L'homme allait poursuivre lorsqu'une voix s'éleva pour l'appeler.
— T'en es où Martial ? Dépêche, on a de la route à faire.
— J'arrive dans quelques minutes.
Il se mit à la hauteur du garçon et continua :
— Je suis navré pour toi, mais tu vas devoir rester caché encore un peu. Si le reste de la troupe te voit, tu seras jeté dehors. Nous sommes restreints en terme de nourriture mais je vais voir ce que je peux faire. Le plus important, c'est que tu restes invisible, compris ?
— Personne ne me remarquera, acquiesça Almar d'un hochement de tête.

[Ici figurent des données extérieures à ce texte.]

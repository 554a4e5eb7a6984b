// Copyright 2025 Kirky.X
//
// Licensed under the Apache License, Version 2.0 (the "License");
// you may not use this file except in compliance with the License.
// You may obtain a copy of the License at
//
//     http://www.apache.org/licenses/LICENSE-2.0
//
// Unless required by applicable law or agreed to in writing, software
// distributed under the License is distributed on an "AS IS" BASIS,
// WITHOUT WARRANTIES OR CONDITIONS OF ANY KIND, either express or implied.
// See the License for the specific language governing permissions and
// limitations under the License.

use crate::domain::models::maker::PuzzleMaker;
use crate::domain::repositories::maker_repository::MakerRepository;
use crate::domain::repositories::puzzle_repository::RepositoryError;
use crate::infrastructure::database::entities::puzzle_maker as maker_entity;
use async_trait::async_trait;
use sea_orm::*;
use std::sync::Arc;
use tracing::debug;

/// 制造商仓库实现
pub struct MakerRepositoryImpl {
    /// 数据库连接
    db: Arc<DatabaseConnection>,
}

impl MakerRepositoryImpl {
    pub fn new(db: Arc<DatabaseConnection>) -> Self {
        Self { db }
    }
}

impl From<maker_entity::Model> for PuzzleMaker {
    fn from(m: maker_entity::Model) -> Self {
        Self {
            id: m.id,
            name: m.name,
            country: m.country,
        }
    }
}

/// 按名称查找或创建制造商
///
/// 可在普通连接或事务中调用。名称重复时取最早创建的一条。
pub(crate) async fn get_or_create_maker<C: ConnectionTrait>(
    conn: &C,
    name: &str,
) -> Result<maker_entity::Model, DbErr> {
    let existing = maker_entity::Entity::find()
        .filter(maker_entity::Column::Name.eq(name))
        .order_by_asc(maker_entity::Column::Id)
        .one(conn)
        .await?;

    if let Some(maker) = existing {
        debug!("Reusing maker {} ({})", maker.name, maker.id);
        return Ok(maker);
    }

    let model = maker_entity::ActiveModel {
        name: Set(name.to_string()),
        country: Set(None),
        ..Default::default()
    };
    let created = model.insert(conn).await?;
    debug!("Created maker {} ({})", created.name, created.id);
    Ok(created)
}

#[async_trait]
impl MakerRepository for MakerRepositoryImpl {
    async fn find_by_id(&self, id: i32) -> Result<Option<PuzzleMaker>, RepositoryError> {
        let model = maker_entity::Entity::find_by_id(id)
            .one(self.db.as_ref())
            .await?;
        Ok(model.map(Into::into))
    }

    async fn find_by_name(&self, name: &str) -> Result<Option<PuzzleMaker>, RepositoryError> {
        let model = maker_entity::Entity::find()
            .filter(maker_entity::Column::Name.eq(name))
            .order_by_asc(maker_entity::Column::Id)
            .one(self.db.as_ref())
            .await?;
        Ok(model.map(Into::into))
    }

    async fn get_or_create(&self, name: &str) -> Result<PuzzleMaker, RepositoryError> {
        Ok(get_or_create_maker(self.db.as_ref(), name).await?.into())
    }

    async fn list(&self) -> Result<Vec<PuzzleMaker>, RepositoryError> {
        let models = maker_entity::Entity::find()
            .order_by_asc(maker_entity::Column::Name)
            .all(self.db.as_ref())
            .await?;
        Ok(models.into_iter().map(Into::into).collect())
    }
}
// Copyright (c) 2025 Kirky.X
//
// Licensed under the MIT License
// See LICENSE file in the project root for full license information.

/// 配置模块
///
/// 处理应用程序的配置设置和环境变量
pub mod config;

/// 领域模块
///
/// 包含核心业务实体、服务和仓库接口
pub mod domain;

/// 基础设施模块
///
/// 提供外部服务集成，如数据库和厂商网站抓取
pub mod infrastructure;

/// 表示层模块
///
/// 处理命令行参数与输出
pub mod presentation;

/// 工具模块
///
/// 提供通用的工具函数和辅助功能
pub mod utils;
// Copyright (c) 2025 Kirky.X
//
// Licensed under the MIT License
// See LICENSE file in the project root for full license information.

use crate::config::settings::IdentitySettings;
use crate::domain::models::checkout::ReturnDetails;
use crate::domain::models::identity::UserIdentity;
use crate::domain::repositories::checkout_repository::CheckoutRepository;
use crate::domain::repositories::holder_repository::HolderRepository;
use crate::domain::repositories::maker_repository::MakerRepository;
use crate::domain::repositories::puzzle_repository::PuzzleRepository;
use crate::domain::scraping::scraper::PuzzleScraper;
use crate::domain::services::checkout_service::CheckoutService;
use crate::domain::services::import_service::PuzzleImportService;
use crate::infrastructure::repositories::checkout_repo_impl::CheckoutRepositoryImpl;
use crate::infrastructure::repositories::holder_repo_impl::HolderRepositoryImpl;
use crate::infrastructure::repositories::maker_repo_impl::MakerRepositoryImpl;
use crate::infrastructure::repositories::puzzle_repo_impl::PuzzleRepositoryImpl;
use anyhow::{anyhow, Result};
use clap::{Args, Parser, Subcommand};
use sea_orm::DatabaseConnection;
use serde_json::{json, Value};
use std::sync::Arc;

/// 拼图收藏管理命令行
#[derive(Parser, Debug)]
#[command(name = "puzzle-shelf", author, version, about, long_about = None)]
pub struct Cli {
    #[command(flatten)]
    pub identity: IdentityArgs,

    #[command(subcommand)]
    pub command: Commands,
}

/// 调用方身份参数，未指定时使用配置中的默认身份
#[derive(Args, Debug, Default)]
pub struct IdentityArgs {
    /// Stable id of the calling user
    #[arg(long, global = true, env = "PUZZLE_SHELF_USER_ID")]
    pub user_id: Option<String>,

    /// Display name used when a new holder is created
    #[arg(long, global = true, env = "PUZZLE_SHELF_USER_NAME")]
    pub user_name: Option<String>,

    /// Email stored as the holder's contact
    #[arg(long, global = true, env = "PUZZLE_SHELF_EMAIL")]
    pub email: Option<String>,
}

#[derive(Subcommand, Debug)]
pub enum Commands {
    /// Import a puzzle by its product page URL and check it out to the caller
    Import {
        /// Product page URL on janvanhaasteren.nl
        url: String,
    },
    /// Search the vendor catalogue by title
    Search {
        /// Case-insensitive title fragment, empty lists everything
        #[arg(default_value = "")]
        term: String,
    },
    /// List puzzles in the collection
    Puzzles,
    /// Show one puzzle with its checkout history
    Show { id: i32 },
    /// Delete a puzzle together with its checkouts
    Delete { id: i32 },
    /// Check out a puzzle that is already in the collection
    Checkout { puzzle_id: i32 },
    /// Mark a checkout as returned
    Return {
        checkout_id: i32,
        /// Hours spent on the puzzle, derived from the checkout time when omitted
        #[arg(long)]
        hours: Option<f64>,
        /// Personal difficulty rating
        #[arg(long)]
        rating: Option<f64>,
    },
    /// List open checkouts of the caller, or the history of one puzzle
    Checkouts {
        #[arg(long)]
        puzzle: Option<i32>,
    },
    /// List puzzle makers
    Makers,
    /// List puzzle holders
    Holders,
}

impl IdentityArgs {
    /// 合并命令行参数与配置中的默认身份
    ///
    /// 两者都没有用户ID时返回 `None`
    pub fn resolve(&self, defaults: &IdentitySettings) -> Option<UserIdentity> {
        let id = self.user_id.clone().or_else(|| defaults.user_id.clone())?;
        Some(UserIdentity {
            id,
            user_name: self
                .user_name
                .clone()
                .or_else(|| defaults.user_name.clone()),
            email: self.email.clone().or_else(|| defaults.email.clone()),
        })
    }
}

/// 命令执行所需的服务与仓库
pub struct CliContext {
    pub import_service: PuzzleImportService,
    pub checkout_service: CheckoutService,
    pub puzzle_repo: Arc<dyn PuzzleRepository>,
    pub maker_repo: Arc<dyn MakerRepository>,
    pub holder_repo: Arc<dyn HolderRepository>,
}

impl CliContext {
    /// 基于数据库连接与抓取器组装全部依赖
    pub fn new(db: Arc<DatabaseConnection>, scraper: Arc<dyn PuzzleScraper>) -> Self {
        let puzzle_repo: Arc<dyn PuzzleRepository> =
            Arc::new(PuzzleRepositoryImpl::new(db.clone()));
        let maker_repo: Arc<dyn MakerRepository> = Arc::new(MakerRepositoryImpl::new(db.clone()));
        let holder_repo: Arc<dyn HolderRepository> =
            Arc::new(HolderRepositoryImpl::new(db.clone()));
        let checkout_repo: Arc<dyn CheckoutRepository> =
            Arc::new(CheckoutRepositoryImpl::new(db));

        Self {
            import_service: PuzzleImportService::new(scraper, puzzle_repo.clone()),
            checkout_service: CheckoutService::new(
                puzzle_repo.clone(),
                holder_repo.clone(),
                checkout_repo,
            ),
            puzzle_repo,
            maker_repo,
            holder_repo,
        }
    }

    /// 执行命令并返回 JSON 结果
    pub async fn execute(&self, command: Commands, identity: Option<UserIdentity>) -> Result<Value> {
        let require_identity = || {
            identity.clone().ok_or_else(|| {
                anyhow!("No identity given, pass --user-id or set PUZZLE_SHELF__IDENTITY__USER_ID")
            })
        };

        let output = match command {
            Commands::Import { url } => {
                let imported = self
                    .import_service
                    .import_puzzle_by_url(&url, &require_identity()?)
                    .await?;
                serde_json::to_value(imported)?
            }
            Commands::Search { term } => {
                serde_json::to_value(self.import_service.search_puzzles(&term).await?)?
            }
            Commands::Puzzles => serde_json::to_value(self.puzzle_repo.list().await?)?,
            Commands::Show { id } => {
                let puzzle = self
                    .puzzle_repo
                    .find_by_id(id)
                    .await?
                    .ok_or_else(|| anyhow!("Puzzle {} not found", id))?;
                let checkouts = self.checkout_service.history(id).await?;
                json!({ "puzzle": puzzle, "checkouts": checkouts })
            }
            Commands::Delete { id } => {
                let deleted = self.puzzle_repo.delete(id).await?;
                json!({ "id": id, "deleted": deleted })
            }
            Commands::Checkout { puzzle_id } => {
                let checkout = self
                    .checkout_service
                    .checkout_puzzle(puzzle_id, &require_identity()?)
                    .await?;
                serde_json::to_value(checkout)?
            }
            Commands::Return {
                checkout_id,
                hours,
                rating,
            } => {
                let details = ReturnDetails {
                    returned_at: None,
                    time_to_complete: hours,
                    user_difficulty_rating: rating,
                };
                serde_json::to_value(
                    self.checkout_service
                        .return_puzzle(checkout_id, details)
                        .await?,
                )?
            }
            Commands::Checkouts { puzzle } => {
                let checkouts = match puzzle {
                    Some(puzzle_id) => self.checkout_service.history(puzzle_id).await?,
                    None => {
                        self.checkout_service
                            .open_checkouts_for(&require_identity()?)
                            .await?
                    }
                };
                serde_json::to_value(checkouts)?
            }
            Commands::Makers => serde_json::to_value(self.maker_repo.list().await?)?,
            Commands::Holders => serde_json::to_value(self.holder_repo.list().await?)?,
        };

        Ok(output)
    }
}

L'illusionniste sourit et se tourna vers la table pour terminer ce qu'il était venu faire. Il prit un petit coffre en bronze et fouilla dans ses poches. Le doute le gagna lorsqu'il ne put trouver ce qu'il cherchait. L'adolescent sortit une clé de sa manche et la montra à l'artiste.
— C'est ça qu'il vous faut ?
Ce dernier continua de palper sa veste, avant de rendre à l'évidence : c'était bien à lui qu'était l'objet entre les doigts de l'orphelin. Il resta bouche-bée.
— Comment as-tu fait ça ? fit-il en arrachant la clé.
— Je vous l'ai dit, je fais de la magie.
— Ne me fais pas rire. Tu ne connais rien à la magie.
Il ouvrit le coffre. Plusieurs parchemins étaient pliés à l'intérieur. Il en saisit un et le rangea soigneusement dans son vêtement, avant de refermer la boîte. Le magicien plaça ensuite la clé dans une poche intérieure et s'apprêtait à sortir lorsqu'il se tourna vers le garçon avec un sourire.
— Tu m'intrigues. Je reviendrai te voir bientôt.
Il fit signe à Almar de se cacher puis sortit de la caravane. Quelques minutes après, la troupe était repartie.